Question 2: On drinking days, do students drink more when they experience more stressors?
Models testing the association between daily stressors and number of drinks on drinking days (see Table 2) revealed four main findings. First, at the day level, the number of drinks consumed significantly increased with each additional stressor experienced on a drinking day (IRR=1.04, p<.001). The IRR of 1.04 suggested that consumption increased by 4% with each additional stressor. Model-predicted counts, holding covariates constant at their means, suggested that the typical student consumed 4.8 drinks on drinking days with no stressors and 5.9 drinks on drinking days with 6 stressors (the maximum reportable). Second, the random effect for this association was near zero (Est.=0.001, p=.20), suggesting that students did not differ in their day-level association between stressor load and number of drinks on drinking days. Third, at the within-person, semester level, a significant relationship suggested that students drank fewer drinks on drinking days during high- versus low-stress semesters, adjusting for day-level stressor load (IRR=0.96, p=.033).
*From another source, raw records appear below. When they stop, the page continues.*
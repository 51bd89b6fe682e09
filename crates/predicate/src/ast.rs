//! Abstract syntax tree for filter predicates.
//!
//! Every node carries its resolved result type. Nodes are built bottom-up through the checked
//! constructors on [`Predicate`], which reject operand combinations that cannot be evaluated.

use crate::functions::Function;
use crate::registry::ConstructorRef;
use crate::schema::{PropertyPath, ValueType};
use crate::value::{TypeError, Value};

/// Predicate node.
#[derive(Debug, Clone, PartialEq)]
pub enum Predicate {
    /// Field reference such as `ComplexProperty/Foo`.
    Property { path: PropertyPath, ty: ValueType },

    /// Literal value.
    Constant { value: Value, ty: ValueType },

    /// Unary operation, e.g. `not X`.
    Unary {
        op: UnaryOperator,
        operand: Box<Predicate>,
    },

    /// Binary operation, e.g. `left eq right`.
    Binary {
        op: BinaryOperator,
        left: Box<Predicate>,
        right: Box<Predicate>,
        ty: ValueType,
    },

    /// Call into the function table, e.g. `tolower(Name)`.
    Call {
        function: Function,
        args: Vec<Predicate>,
        ty: ValueType,
    },

    /// Construction of a registered type, e.g. `new DateTime(2012, 1, 1)`.
    Constructor {
        constructor: ConstructorRef,
        args: Vec<Predicate>,
        ty: ValueType,
    },
}

/// Binary operator kinds.
#[derive(Debug, Clone, Copy, PartialEq, Eq, Hash)]
pub enum BinaryOperator {
    // Comparison
    Eq,
    Ne,
    Gt,
    Ge,
    Lt,
    Le,
    // Boolean
    And,
    Or,
    // Arithmetic
    Add,
    Sub,
    Mul,
    Div,
    Mod,
}

/// Unary operator kinds.
#[derive(Debug, Clone, Copy, PartialEq, Eq, Hash)]
pub enum UnaryOperator {
    Not,
}

impl BinaryOperator {
    /// Looks up an operator by its filter keyword, ignoring case.
    pub fn from_keyword(keyword: &str) -> Option<BinaryOperator> {
        let op = match keyword.to_ascii_lowercase().as_str() {
            "eq" => BinaryOperator::Eq,
            "ne" => BinaryOperator::Ne,
            "gt" => BinaryOperator::Gt,
            "ge" => BinaryOperator::Ge,
            "lt" => BinaryOperator::Lt,
            "le" => BinaryOperator::Le,
            "and" => BinaryOperator::And,
            "or" => BinaryOperator::Or,
            "add" => BinaryOperator::Add,
            "sub" => BinaryOperator::Sub,
            "mul" => BinaryOperator::Mul,
            "div" => BinaryOperator::Div,
            "mod" => BinaryOperator::Mod,
            _ => return None,
        };
        Some(op)
    }

    /// The filter keyword for this operator.
    pub fn keyword(self) -> &'static str {
        match self {
            BinaryOperator::Eq => "eq",
            BinaryOperator::Ne => "ne",
            BinaryOperator::Gt => "gt",
            BinaryOperator::Ge => "ge",
            BinaryOperator::Lt => "lt",
            BinaryOperator::Le => "le",
            BinaryOperator::And => "and",
            BinaryOperator::Or => "or",
            BinaryOperator::Add => "add",
            BinaryOperator::Sub => "sub",
            BinaryOperator::Mul => "mul",
            BinaryOperator::Div => "div",
            BinaryOperator::Mod => "mod",
        }
    }

    pub fn is_comparison(self) -> bool {
        matches!(
            self,
            BinaryOperator::Eq
                | BinaryOperator::Ne
                | BinaryOperator::Gt
                | BinaryOperator::Ge
                | BinaryOperator::Lt
                | BinaryOperator::Le
        )
    }

    pub fn is_logical(self) -> bool {
        matches!(self, BinaryOperator::And | BinaryOperator::Or)
    }

    pub fn is_arithmetic(self) -> bool {
        matches!(
            self,
            BinaryOperator::Add
                | BinaryOperator::Sub
                | BinaryOperator::Mul
                | BinaryOperator::Div
                | BinaryOperator::Mod
        )
    }
}

impl UnaryOperator {
    pub fn keyword(self) -> &'static str {
        match self {
            UnaryOperator::Not => "not",
        }
    }
}

impl Predicate {
    /// Creates a field reference node.
    pub fn property(path: PropertyPath, ty: ValueType) -> Predicate {
        Predicate::Property { path, ty }
    }

    /// Creates a literal node whose type is derived from the value.
    ///
    /// Enum and object values have no standalone type, so use [`Predicate::typed_constant`] for
    /// those.
    pub fn constant(value: impl Into<Value>) -> Predicate {
        let value = value.into();
        let ty = match &value {
            Value::Null => ValueType::Null,
            Value::Boolean(_) => ValueType::Boolean,
            Value::Int32(_) => ValueType::Int32,
            Value::Int64(_) => ValueType::Int64,
            Value::Double(_) => ValueType::Double,
            Value::Decimal(_) => ValueType::Decimal,
            Value::String(_) => ValueType::String,
            Value::DateTime(_) => ValueType::DateTime,
            Value::Guid(_) => ValueType::Guid,
            Value::Enum(value) => ValueType::Enum(value.ty.clone()),
            Value::Object(_) => ValueType::Null,
        };
        Predicate::Constant { value, ty }
    }

    /// Creates a literal node with an explicit type.
    pub fn typed_constant(value: Value, ty: ValueType) -> Predicate {
        Predicate::Constant { value, ty }
    }

    /// Negates a boolean operand.
    pub fn not(operand: Predicate) -> Result<Predicate, TypeError> {
        let ty = operand.result_type();
        if !ty.is_boolean() {
            return Err(TypeError::UnexpectedType {
                op: "not",
                expected: "boolean",
                found: ty.to_string(),
            });
        }
        Ok(Predicate::Unary {
            op: UnaryOperator::Not,
            operand: Box::new(operand),
        })
    }

    /// Combines two operands, checking that their types fit the operator.
    pub fn binary(
        op: BinaryOperator,
        left: Predicate,
        right: Predicate,
    ) -> Result<Predicate, TypeError> {
        let (lt, rt) = (left.result_type(), right.result_type());
        let ty = if op.is_logical() {
            if !lt.is_boolean() || !rt.is_boolean() {
                return Err(TypeError::UnexpectedType {
                    op: op.keyword(),
                    expected: "boolean",
                    found: format!("{lt} and {rt}"),
                });
            }
            ValueType::Boolean
        } else if op.is_comparison() {
            let ordered = !matches!(op, BinaryOperator::Eq | BinaryOperator::Ne);
            if !lt.is_compatible_with(&rt) || (ordered && lt.as_record().is_some()) {
                return Err(TypeError::IncompatibleOperands {
                    op: op.keyword(),
                    left: lt.to_string(),
                    right: rt.to_string(),
                });
            }
            ValueType::Boolean
        } else {
            arithmetic_type(op, &lt, &rt)?
        };
        Ok(Predicate::Binary {
            op,
            left: Box::new(left),
            right: Box::new(right),
            ty,
        })
    }

    /// Calls a function from the function table, checking the argument types.
    pub fn call(function: Function, args: Vec<Predicate>) -> Result<Predicate, TypeError> {
        let types: Vec<ValueType> = args.iter().map(Predicate::result_type).collect();
        let ty = function.result_type(&types)?;
        Ok(Predicate::Call { function, args, ty })
    }

    /// Returns the resolved result type of the node.
    pub fn result_type(&self) -> ValueType {
        match self {
            Predicate::Property { ty, .. }
            | Predicate::Constant { ty, .. }
            | Predicate::Binary { ty, .. }
            | Predicate::Call { ty, .. }
            | Predicate::Constructor { ty, .. } => ty.clone(),
            Predicate::Unary { .. } => ValueType::Boolean,
        }
    }

    /// Returns the value if the node is a boolean literal.
    pub fn as_bool_literal(&self) -> Option<bool> {
        match self {
            Predicate::Constant { value, .. } => value.as_bool(),
            _ => None,
        }
    }

    /// Whether the node is a field reference or a literal.
    pub fn is_member_or_literal(&self) -> bool {
        matches!(
            self,
            Predicate::Property { .. } | Predicate::Constant { .. }
        )
    }
}

fn arithmetic_type(
    op: BinaryOperator,
    left: &ValueType,
    right: &ValueType,
) -> Result<ValueType, TypeError> {
    let null_literal = |ty: &ValueType| matches!(ty, ValueType::Null);
    let numeric = |ty: &ValueType| ty.is_numeric() || null_literal(ty);
    if !numeric(left) || !numeric(right) || (null_literal(left) && null_literal(right)) {
        return Err(TypeError::IncompatibleOperands {
            op: op.keyword(),
            left: left.to_string(),
            right: right.to_string(),
        });
    }
    let widest = [left.underlying(), right.underlying()]
        .into_iter()
        .filter(|ty| !null_literal(ty))
        .fold(ValueType::Int32, |acc, ty| match (acc, ty) {
            (ValueType::Double, _) | (_, ValueType::Double) => ValueType::Double,
            (ValueType::Decimal, _) | (_, ValueType::Decimal) => ValueType::Decimal,
            (ValueType::Int64, _) | (_, ValueType::Int64) => ValueType::Int64,
            _ => ValueType::Int32,
        });
    let nullable = left.accepts_null() || right.accepts_null();
    Ok(if nullable { widest.nullable() } else { widest })
}

#[cfg(test)]
mod tests {
    use super::*;

    fn prop(name: &str, ty: ValueType) -> Predicate {
        Predicate::property(PropertyPath::new([name]), ty)
    }

    #[test]
    fn arithmetic_promotes_to_widest_type() {
        let node = Predicate::binary(
            BinaryOperator::Add,
            prop("A", ValueType::Int32),
            Predicate::constant(1.5),
        )
        .unwrap();
        assert_eq!(node.result_type(), ValueType::Double);

        let node = Predicate::binary(
            BinaryOperator::Mul,
            prop("A", ValueType::Int32.nullable()),
            Predicate::constant(2_i64),
        )
        .unwrap();
        assert_eq!(node.result_type(), ValueType::Int64.nullable());

        let node = Predicate::binary(
            BinaryOperator::Sub,
            prop("Price", ValueType::Decimal),
            Predicate::constant(2),
        )
        .unwrap();
        assert_eq!(node.result_type(), ValueType::Decimal);
    }

    #[test]
    fn comparison_requires_compatible_operands() {
        assert!(
            Predicate::binary(
                BinaryOperator::Eq,
                prop("A", ValueType::Int32),
                Predicate::constant("x"),
            )
            .is_err()
        );
        assert!(
            Predicate::binary(
                BinaryOperator::Eq,
                prop("A", ValueType::Int32.nullable()),
                Predicate::constant(Value::Null),
            )
            .is_ok()
        );
        assert!(
            Predicate::binary(
                BinaryOperator::Eq,
                prop("A", ValueType::Int32),
                Predicate::constant(Value::Null),
            )
            .is_err()
        );
    }

    #[test]
    fn logical_operators_require_booleans() {
        let err = Predicate::binary(
            BinaryOperator::And,
            prop("A", ValueType::Int32),
            Predicate::constant(true),
        )
        .unwrap_err();
        assert!(err.to_string().contains("expects boolean operands"));
        assert!(Predicate::not(prop("A", ValueType::Int32)).is_err());
        assert!(Predicate::not(prop("B", ValueType::Boolean)).is_ok());
    }

    #[test]
    fn keywords_are_case_insensitive() {
        assert_eq!(BinaryOperator::from_keyword("EQ"), Some(BinaryOperator::Eq));
        assert_eq!(BinaryOperator::from_keyword("Mod"), Some(BinaryOperator::Mod));
        assert_eq!(BinaryOperator::from_keyword("not"), None);
    }
}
Fourth, we found no evidence for a student-level association between stressors and drinking level on drinking days, suggesting that a student’s overall average number of drinks across drinking days did not vary based on their average number of stressors after adjusting for day- and semester-level stressor load (IRR=1.06, p=.23).
Table 2.
Fixed Effects (intercepts, slopes) | b (SE) | IRR | 95% CI |
---|---|---|---|
Daily Stressors Slope | 0.04 (0.01)*** | 1.04 | 1.02, 1.06 |
Semester-Mean Stressors Slope | −0.04 (0.02)* | 0.96 | 0.92, 1.00 |
Person-Mean Stressors Slope | 0.06 (0.05) | 1.06 | 0.97, 1.16 |
Weekend Slope | 0.29 (0.02)*** | 1.34 | 1.30, 1.39 |
Intercept | 1.56 (0.02)*** | 4.76 | 4.57, 4.97 |
| |||
Random Effects (variances, covariances) | Estimate | SE | 95% CI |
| |||
Person Level | |||
Intercept Variance | 0.18*** | 0.02 | 0.16, 0.22 |
Daily Stressors Slope Variance | 0.001 | 0.002 | 0.00, 0.24 |
Intercept, Daily Stressors Slope Covariance | −0.005 | 0.004 | −0.01, 0.00 |
Semester Level | |||
Intercept Variance | 0.03*** | 0.004 | 0.02, 0.04 |
Daily Level | |||
Dispersion | 1.37a | -- | 1.31, 1.42 |
IRR=Incident rate ratio
p<.001,
p<.01,
p<.05,
p<.10
The dispersion parameter is tested for significance by comparing its 95% confidence interval (CI) to 1, a value that indicates expected dispersion for a Poisson outcome. Significant overdispersion was present.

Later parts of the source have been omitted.